January 9 2023: A few months ago, I caved and bought an expensive kit to build a 60% scale PDP-11 replica: the PiDP-11PiDP-11. It was designed to use a Raspberry Pi running SIMH. However, the developer, Oscar Vermeulen, indicates that it is possible to use a FPGA module to emulate the PDP-11 in hardware.

This separate project uses a CYC1000CYC1000 module, which has an Intel/Altera Cyclone 10 FPGA with 25K logic elements and a nice USB programming port. And the development tools are free. And appear to run under Linux. What a fun toy!

I would much prefer to have a PDP-11 running as an emulation than as a simulation with boring old ARM instructions actually being executed. It's the next best thing to having a LSI-11 executing actual PDP-11 instructions.

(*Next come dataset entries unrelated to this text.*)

//! Side effects of completing a swap
//!
//! When a conversation reaches `completed` the items involved in the deal
//! are flipped to `swapped` and both participants receive eco points. These
//! rows are not owned by the caller, so the work goes through an explicit
//! [`PrivilegedWriter`] capability instead of the ordinary access path.
//!
//! The transition to `completed` is committed before any of this runs and
//! is never rolled back. A failed batch is logged, recorded in the
//! `side_effect_failures` tree for an operator, and can be re-applied with
//! `SwapService::reconcile`. Batches are keyed by conversation id in the
//! `side_effects` ledger, so applying one twice has no further effect.
use super::conversation::Conversation;
use super::error::{DealError, Result};
use super::messages::Inbox;
use super::model::{Item, ItemId, ItemStatus, Profile, TimeStamp, UserId};
use super::store::{Store, abort, decode, encode, flatten};
use super::utils::cbor_with_digest;
use chrono::Utc;
use serde::Serialize;
use sled::transaction::{ConflictableTransactionError, TransactionalTree};
use sled::Transactional;
use std::collections::BTreeSet;
use std::sync::Arc;
use tracing::{error, info, warn};

#[derive(minicbor::Encode, minicbor::Decode, Serialize, Debug, Clone, Copy, PartialEq, Eq)]
#[serde(rename_all = "snake_case")]
pub enum RewardKind {
    #[n(0)]
    EcoPoints,
    #[n(1)]
    ReviewPoints,
}

#[derive(minicbor::Encode, minicbor::Decode, Serialize, Debug, Clone, PartialEq, Eq)]
pub struct PointGrant {
    #[n(0)]
    pub user: UserId,
    #[n(1)]
    pub amount: u64,
    #[n(2)]
    pub kind: RewardKind,
}

#[derive(minicbor::Encode, minicbor::Decode, Serialize, Debug, Clone, PartialEq, Eq)]
pub struct CompletionBatch {
    #[n(0)]
    pub conversation_id: String,
    #[n(1)]
    pub items: BTreeSet<ItemId>,
    #[n(2)]
    pub grants: Vec<PointGrant>,
}

#[derive(minicbor::Encode, minicbor::Decode, Serialize, Debug, Clone, PartialEq, Eq)]
pub struct BatchReceipt {
    #[n(0)]
    pub conversation_id: String,
    #[n(1)]
    pub fingerprint: String, // sha256 of the cbor encoded batch
    #[n(2)]
    pub swapped_items: Vec<ItemId>,
    #[n(3)]
    pub skipped_items: Vec<ItemId>, // missing or soft-deleted
    #[n(4)]
    pub applied_at: TimeStamp<Utc>,
    #[n(5)]
    pub already_applied: bool,
}

#[derive(minicbor::Encode, minicbor::Decode, Serialize, Debug, Clone, PartialEq, Eq)]
pub struct FailureRecord {
    #[n(0)]
    pub conversation_id: String,
    #[n(1)]
    pub reason: String,
    #[n(2)]
    pub attempts: u32,
    #[n(3)]
    pub last_failed_at: TimeStamp<Utc>,
}

#[derive(Serialize, Debug, Clone, PartialEq, Eq)]
#[serde(tag = "outcome", rename_all = "snake_case")]
pub enum SideEffectReport {
    Applied(BatchReceipt),
    Failed(FailureRecord),
}

/// Elevated write capability for rows the acting user does not own.
pub trait PrivilegedWriter: Send + Sync {
    /// Apply a completion batch exactly once per conversation.
    fn apply_completion(&self, batch: &CompletionBatch) -> Result<BatchReceipt>;

    /// Grant points once per `grant_key`. Returns `false` if the key was
    /// already granted.
    fn grant(&self, grant_key: &str, grant: &PointGrant) -> Result<bool>;
}

fn credit(
    profiles: &TransactionalTree,
    grant: &PointGrant,
) -> std::result::Result<(), ConflictableTransactionError<DealError>> {
    let mut profile = match profiles.get(grant.user.as_bytes())? {
        Some(bytes) => decode::<Profile>(&bytes).map_err(abort)?,
        None => Profile::new(&grant.user),
    };
    // increment what is stored, never overwrite it
    match grant.kind {
        RewardKind::EcoPoints => profile.eco_points = profile.eco_points.saturating_add(grant.amount),
        RewardKind::ReviewPoints => profile.points = profile.points.saturating_add(grant.amount),
    }
    profiles.insert(grant.user.as_bytes(), encode(&profile).map_err(abort)?)?;
    Ok(())
}

/// [`PrivilegedWriter`] running each batch as one sled transaction over the
/// items, profiles and ledger trees.
#[derive(Clone)]
pub struct SledPrivilegedWriter {
    store: Store,
}

impl SledPrivilegedWriter {
    pub fn new(store: Store) -> Self {
        Self { store }
    }
}

impl PrivilegedWriter for SledPrivilegedWriter {
    fn apply_completion(&self, batch: &CompletionBatch) -> Result<BatchReceipt> {
        let (fingerprint, _) = cbor_with_digest(batch)?;
        let key = format!("completion:{}", batch.conversation_id);

        let trees = (
            &self.store.items,
            &self.store.profiles,
            &self.store.side_effects,
        );
        flatten(trees.transaction(|(items, profiles, ledger)| {
            if let Some(bytes) = ledger.get(key.as_bytes())? {
                let receipt = decode::<BatchReceipt>(&bytes).map_err(abort)?;
                return Ok(BatchReceipt {
                    already_applied: true,
                    ..receipt
                });
            }

            let mut swapped_items = vec![];
            let mut skipped_items = vec![];
            for id in &batch.items {
                let Some(bytes) = items.get(id.as_bytes())? else {
                    skipped_items.push(id.clone());
                    continue;
                };
                let mut item = decode::<Item>(&bytes).map_err(abort)?;
                if item.deleted_at.is_some() || item.status == ItemStatus::Deleted {
                    skipped_items.push(id.clone());
                    continue;
                }
                item.status = ItemStatus::Swapped;
                items.insert(id.as_bytes(), encode(&item).map_err(abort)?)?;
                swapped_items.push(id.clone());
            }

            for grant in &batch.grants {
                credit(profiles, grant)?;
            }

            let receipt = BatchReceipt {
                conversation_id: batch.conversation_id.clone(),
                fingerprint: fingerprint.clone(),
                swapped_items,
                skipped_items,
                applied_at: TimeStamp::new(),
                already_applied: false,
            };
            ledger.insert(key.as_bytes(), encode(&receipt).map_err(abort)?)?;
            Ok(receipt)
        }))
    }

    fn grant(&self, grant_key: &str, grant: &PointGrant) -> Result<bool> {
        let key = format!("grant:{grant_key}");
        let trees = (&self.store.profiles, &self.store.side_effects);

        flatten(trees.transaction(|(profiles, ledger)| {
            if ledger.get(key.as_bytes())?.is_some() {
                return Ok(false);
            }
            credit(profiles, grant)?;
            ledger.insert(key.as_bytes(), encode(grant).map_err(abort)?)?;
            Ok(true)
        }))
    }
}

#[derive(Clone)]
pub struct SideEffectExecutor {
    store: Store,
    inbox: Inbox,
    writer: Arc<dyn PrivilegedWriter>,
    completion_reward: u64,
}

impl SideEffectExecutor {
    pub fn new(store: Store, writer: Arc<dyn PrivilegedWriter>, completion_reward: u64) -> Self {
        Self {
            inbox: Inbox::new(store.clone()),
            store,
            writer,
            completion_reward,
        }
    }

    /// The origin item plus every item proposed in the conversation, and one
    /// reward per participant.
    pub fn collect_batch(&self, conversation: &Conversation) -> Result<CompletionBatch> {
        let mut items: BTreeSet<ItemId> = conversation.item.iter().cloned().collect();
        items.extend(self.inbox.proposed_items(&conversation.id)?);

        let grants = [&conversation.user_a, &conversation.user_b]
            .into_iter()
            .map(|user| PointGrant {
                user: user.clone(),
                amount: self.completion_reward,
                kind: RewardKind::EcoPoints,
            })
            .collect();

        Ok(CompletionBatch {
            conversation_id: conversation.id.clone(),
            items,
            grants,
        })
    }

    fn apply(&self, conversation: &Conversation) -> Result<BatchReceipt> {
        let batch = self.collect_batch(conversation)?;
        self.writer.apply_completion(&batch)
    }

    /// Run the completion side effects. Failures are reported, never raised.
    pub fn run(&self, conversation: &Conversation) -> SideEffectReport {
        match self.apply(conversation) {
            Ok(receipt) => {
                info!(
                    conversation_id = %conversation.id,
                    swapped = receipt.swapped_items.len(),
                    skipped = receipt.skipped_items.len(),
                    already_applied = receipt.already_applied,
                    "swap side effects applied"
                );
                if !receipt.skipped_items.is_empty() {
                    warn!(conversation_id = %conversation.id, skipped = ?receipt.skipped_items, "items could not be marked swapped");
                }
                SideEffectReport::Applied(receipt)
            }
            Err(e) => SideEffectReport::Failed(self.record_failure(&conversation.id, &e)),
        }
    }

    /// Re-apply the batch of a completed conversation.
    pub fn reconcile(&self, conversation: &Conversation) -> Result<BatchReceipt> {
        match self.apply(conversation) {
            Ok(receipt) => {
                self.store
                    .side_effect_failures
                    .remove(conversation.id.as_bytes())?;
                info!(conversation_id = %conversation.id, "side effects reconciled");
                Ok(receipt)
            }
            Err(e) => {
                let record = self.record_failure(&conversation.id, &e);
                Err(DealError::SideEffectFailure {
                    conversation_id: record.conversation_id,
                    reason: record.reason,
                })
            }
        }
    }

    fn record_failure(&self, conversation_id: &str, cause: &DealError) -> FailureRecord {
        error!(conversation_id, error = %cause, "swap side effects failed; manual reconciliation required");

        let attempts = self
            .store
            .get::<FailureRecord>(&self.store.side_effect_failures, conversation_id.as_bytes())
            .ok()
            .flatten()
            .map_or(1, |previous| previous.attempts + 1);
        let record = FailureRecord {
            conversation_id: conversation_id.to_string(),
            reason: cause.to_string(),
            attempts,
            last_failed_at: TimeStamp::new(),
        };

        if let Err(e) = self.store.put(
            &self.store.side_effect_failures,
            conversation_id.as_bytes(),
            &record,
        ) {
            error!(conversation_id, error = %e, "failed to persist side effect failure record");
        }
        record
    }

    pub fn pending_failures(&self) -> Result<Vec<FailureRecord>> {
        self.store
            .side_effect_failures
            .iter()
            .map(|entry| {
                let (_, bytes) = entry?;
                decode(&bytes)
            })
            .collect()
    }
}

Unfortunately, it seems that the demand for semiconductors that so hugely outstrips the present supply has made the CYC1000 unavailable. In discussions with the Arrow tech rep, it seems there is a 26-week lead time. He tells me that FPGAs are so dear that people were (are?) buying dev kits and removing the chips. But he assures me that the CYC1000 design is still viable, and I should be able to get on the 26-week waiting list. He is also going to look around for other FPGA modules that

  • Have at least 25K logic elements
  • Are programmable using free vendor-provided tools (hopfully that will run under Linux)
  • Have a module pinout like the CYC1000's MKR-compatible pinout that I could make a Raspberry Pi footprint adapter
  • Not so big that it won't fit in the available space in the PiDP-11's housing

I'm thinking that even if he finds some, they won't be any more available than the CYC1000, for the same reason.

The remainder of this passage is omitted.